Despite using gold in his paintings and being a fairly successful artist, Gustav was a homebody and led a humble life. He almost always wore his signature long, flowing caftan and sandals (with no underwear apparently.)
He was rumored to have slept with every woman he painted and fathered at least 14 children, though he publicly claimed only four of them. He never married.
He painted a lot of portraits but not a single self-portrait.
“I have never painted a self-portrait. I am less interested in myself as a subject for a painting than I am in other people, above all women. … There is nothing special about me. I am a painter who paints day after day from morning to night…Whoever wants to know something about me…ought to look carefully at my pictures.”
Leonora Carrington was born April 6, 1917, in Lancashire, England. Her father was a wealthy textile manufacturer and she was raised in a Roman Catholic family on a large estate called Crookhey Hall. She was expelled from two schools for her rebellious behavior until her family sent her to Florence, where she attended Mrs Penrose's Academy of Art.
some interesting bits about Leonora:
Her father didn’t want her to become an artist but her mother was encouraging and gave her a copy of Herbert Read’s book on Surrealism in 1936, which had a reproduction of a Max Ernst work on the cover.

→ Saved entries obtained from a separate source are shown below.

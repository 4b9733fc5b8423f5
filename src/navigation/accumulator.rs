//! Grouping of navigation entries.
//!
//! # Responsibilities
//! - Keep one ordered list of entries per group
//! - Route every append through the deduplication registry
//! - Freeze into [`NavigationGroups`] once composition is done
//!
//! # Design Decisions
//! - Every group exists from the start, so consumers never check for presence
//! - Lists are `Vec`s: insertion order is the menu order
//! - A rejected duplicate is logged and counted, never raised

use serde::{Deserialize, Serialize};
use std::collections::BTreeMap;

use crate::navigation::entry::{CanonicalPath, NavigationEntry};
use crate::navigation::group::GroupKey;
use crate::navigation::registry::DeduplicationRegistry;
use crate::observability::metrics;

/// Frozen mapping of group to its ordered entries.
#[derive(Debug, Clone, PartialEq, Eq, Serialize, Deserialize)]
#[serde(transparent)]
pub struct NavigationGroups(BTreeMap<GroupKey, Vec<NavigationEntry>>);

impl NavigationGroups {
    /// All groups present and empty.
    pub fn empty() -> Self {
        Self(GroupKey::ALL.into_iter().map(|g| (g, Vec::new())).collect())
    }

    /// Entries of one group, in declaration order.
    pub fn get(&self, group: GroupKey) -> &[NavigationEntry] {
        self.0.get(&group).map(Vec::as_slice).unwrap_or(&[])
    }

    /// Groups in menu order.
    pub fn iter(&self) -> impl Iterator<Item = (GroupKey, &[NavigationEntry])> {
        self.0.iter().map(|(g, entries)| (*g, entries.as_slice()))
    }

    /// Every entry across all groups.
    pub fn entries(&self) -> impl Iterator<Item = &NavigationEntry> {
        self.0.values().flatten()
    }

    pub fn entry_count(&self) -> usize {
        self.0.values().map(Vec::len).sum()
    }

    pub fn contains(&self, path: &CanonicalPath) -> bool {
        self.entries().any(|e| &e.path == path)
    }

    /// Copy keeping only the entries the sidebar lists.
    pub fn sidebar(&self) -> Self {
        Self(
            self.0
                .iter()
                .map(|(g, entries)| (*g, entries.iter().filter(|e| e.sidebar).cloned().collect()))
                .collect(),
        )
    }
}

impl Default for NavigationGroups {
    fn default() -> Self {
        Self::empty()
    }
}

/// Builds [`NavigationGroups`] one entry at a time.
#[derive(Debug, Default)]
pub struct NavigationAccumulator {
    registry: DeduplicationRegistry,
    groups: NavigationGroups,
}

impl NavigationAccumulator {
    pub fn new() -> Self {
        Self::default()
    }

    /// File `entry` under `group` unless its path is already registered.
    ///
    /// Returns whether the entry was appended.
    pub fn append(&mut self, group: GroupKey, entry: NavigationEntry) -> bool {
        if !self.registry.try_register(&entry.path) {
            tracing::warn!(
                path = %entry.path,
                title = %entry.title,
                "Duplicate route path; keeping the first declaration"
            );
            metrics::record_duplicate_route();
            return false;
        }
        self.groups.0.entry(group).or_default().push(entry);
        true
    }

    pub fn registry(&self) -> &DeduplicationRegistry {
        &self.registry
    }

    pub fn groups(&self) -> &NavigationGroups {
        &self.groups
    }

    pub fn finish(self) -> NavigationGroups {
        self.groups
    }
}

#[cfg(test)]
mod tests {
    use super::*;
    use crate::navigation::entry::RouteDeclaration;
    use crate::navigation::path;

    fn entry(group: GroupKey, link: &str, sidebar: bool) -> NavigationEntry {
        path::build(&RouteDeclaration::new(group, link, link, "", sidebar)).1
    }

    #[test]
    fn test_untouched_groups_are_empty() {
        let acc = NavigationAccumulator::new();
        for group in GroupKey::ALL {
            assert!(acc.groups().get(group).is_empty());
        }
        let json = serde_json::to_value(acc.groups()).unwrap();
        assert_eq!(json["settings"], serde_json::json!([]));
    }

    #[test]
    fn test_append_preserves_order() {
        let mut acc = NavigationAccumulator::new();
        assert!(acc.append(GroupKey::Drivers, entry(GroupKey::Drivers, "main", true)));
        assert!(acc.append(GroupKey::Admins, entry(GroupKey::Admins, "admin", true)));
        assert!(acc.append(GroupKey::Drivers, entry(GroupKey::Drivers, "cars", true)));

        let groups = acc.finish();
        let drivers: Vec<_> = groups
            .get(GroupKey::Drivers)
            .iter()
            .map(|e| e.path.as_str())
            .collect();
        assert_eq!(drivers, vec!["drivers/main", "drivers/cars"]);
        assert_eq!(groups.entry_count(), 3);
    }

    #[test]
    fn test_duplicate_is_dropped() {
        let mut acc = NavigationAccumulator::new();
        assert!(acc.append(GroupKey::Drivers, entry(GroupKey::Drivers, "main", true)));
        let mut dup = entry(GroupKey::Drivers, "main", false);
        dup.title = "second".to_string();
        assert!(!acc.append(GroupKey::Drivers, dup));

        let groups = acc.finish();
        assert_eq!(groups.get(GroupKey::Drivers).len(), 1);
        assert_eq!(groups.get(GroupKey::Drivers)[0].title, "main");
    }

    #[test]
    fn test_sidebar_filter() {
        let mut acc = NavigationAccumulator::new();
        acc.append(GroupKey::Drivers, entry(GroupKey::Drivers, "driver/:id", false));
        acc.append(GroupKey::Drivers, entry(GroupKey::Drivers, "main", true));

        let groups = acc.finish();
        let first = groups.entries().next().unwrap();
        assert_eq!(first.path.as_str(), "drivers/driver/:id");

        let sidebar = groups.sidebar();
        assert_eq!(sidebar.entry_count(), 1);
        assert!(sidebar.contains(&CanonicalPath::new("drivers/main")));
        assert!(groups.contains(&CanonicalPath::new("drivers/driver/:id")));
    }
}
//! Configuration schema definitions.
//!
//! This module defines the complete configuration structure for the console shell.
//! All types derive Serde traits for deserialization from config files.

use serde::{Deserialize, Serialize};

/// Root configuration for the console shell.
#[derive(Debug, Clone, Deserialize, Serialize, Default)]
#[serde(default)]
pub struct ConsoleConfig {
    /// Listener configuration (bind address).
    pub listener: ListenerConfig,

    /// Timeout configuration.
    pub timeouts: TimeoutConfig,

    /// Operator session settings.
    pub session: SessionConfig,

    /// Navigation settings.
    pub navigation: NavigationConfig,

    /// Lazy view loading.
    pub views: ViewsConfig,

    /// Observability settings.
    pub observability: ObservabilityConfig,
}

/// Listener configuration.
#[derive(Debug, Clone, Deserialize, Serialize)]
#[serde(default)]
pub struct ListenerConfig {
    /// Bind address (e.g., "127.0.0.1:8080").
    pub bind_address: String,
}

impl Default for ListenerConfig {
    fn default() -> Self {
        Self {
            bind_address: "127.0.0.1:8080".to_string(),
        }
    }
}

/// Timeout configuration.
#[derive(Debug, Clone, Deserialize, Serialize)]
#[serde(default)]
pub struct TimeoutConfig {
    /// Request timeout in seconds.
    pub request_secs: u64,
}

impl Default for TimeoutConfig {
    fn default() -> Self {
        Self { request_secs: 30 }
    }
}

/// Operator session configuration.
#[derive(Debug, Clone, Deserialize, Serialize)]
#[serde(default)]
pub struct SessionConfig {
    /// API key an operator presents to log in.
    pub api_key: String,

    /// Start with an authenticated session (kiosk/dev setups).
    pub start_authenticated: bool,
}

impl Default for SessionConfig {
    fn default() -> Self {
        Self {
            // WARNING: This is a placeholder! Change this in production.
            api_key: "CHANGE_ME_IN_PRODUCTION".to_string(),
            start_authenticated: false,
        }
    }
}

/// Navigation configuration.
#[derive(Debug, Clone, Deserialize, Serialize, Default)]
#[serde(default)]
pub struct NavigationConfig {
    /// Canonical path `/` redirects to. Defaults to the first declared route.
    pub default_route: Option<String>,
}

/// Lazy view configuration.
#[derive(Debug, Clone, Deserialize, Serialize)]
#[serde(default)]
pub struct ViewsConfig {
    /// Directory holding `{view}.js` bundles.
    pub bundle_dir: String,

    /// How long a render waits for a lazy view before showing the placeholder.
    pub suspense_timeout_ms: u64,

    /// Text shown while a lazy view loads.
    pub placeholder: String,
}

impl Default for ViewsConfig {
    fn default() -> Self {
        Self {
            bundle_dir: "bundles".to_string(),
            suspense_timeout_ms: 500,
            placeholder: "Loading...".to_string(),
        }
    }
}

/// Observability configuration.
#[derive(Debug, Clone, Deserialize, Serialize)]
#[serde(default)]
pub struct ObservabilityConfig {
    /// Log level (trace, debug, info, warn, error).
    pub log_level: String,

    /// Log format (pretty, json).
    pub log_format: String,

    /// Enable metrics endpoint.
    pub metrics_enabled: bool,

    /// Metrics endpoint bind address.
    pub metrics_address: String,
}

impl Default for ObservabilityConfig {
    fn default() -> Self {
        Self {
            log_level: "info".to_string(),
            log_format: "pretty".to_string(),
            metrics_enabled: false,
            metrics_address: "127.0.0.1:9090".to_string(),
        }
    }
}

At age 20 she met Ernst and began living with him in 1937. He was imprisoned in 1941 during World War II by the French as an “undesirable foreigner,” and later by the German Gestapo after the occupation of France, ending their love affair.
After his imprisonment, Leonora had a mental breakdown. While in an asylum she was given Cardiazol, a drug that caused convulsions similar to shock therapy. She wrote about her experiences in a memoir called Down Below, describing it as if she was taken into an underworld.
She eventually went to the Mexican embassy and moved to Mexico City in 1941, where she lived for the rest of her life. She married Cziki Weiss, a photographer, and they had two sons.
It is estimated that Leonora produced 1,500-2,000 artworks over the course of her lifetime. Her paintings, sculpture, and writings blend fantasy, feminism, religion, and magic.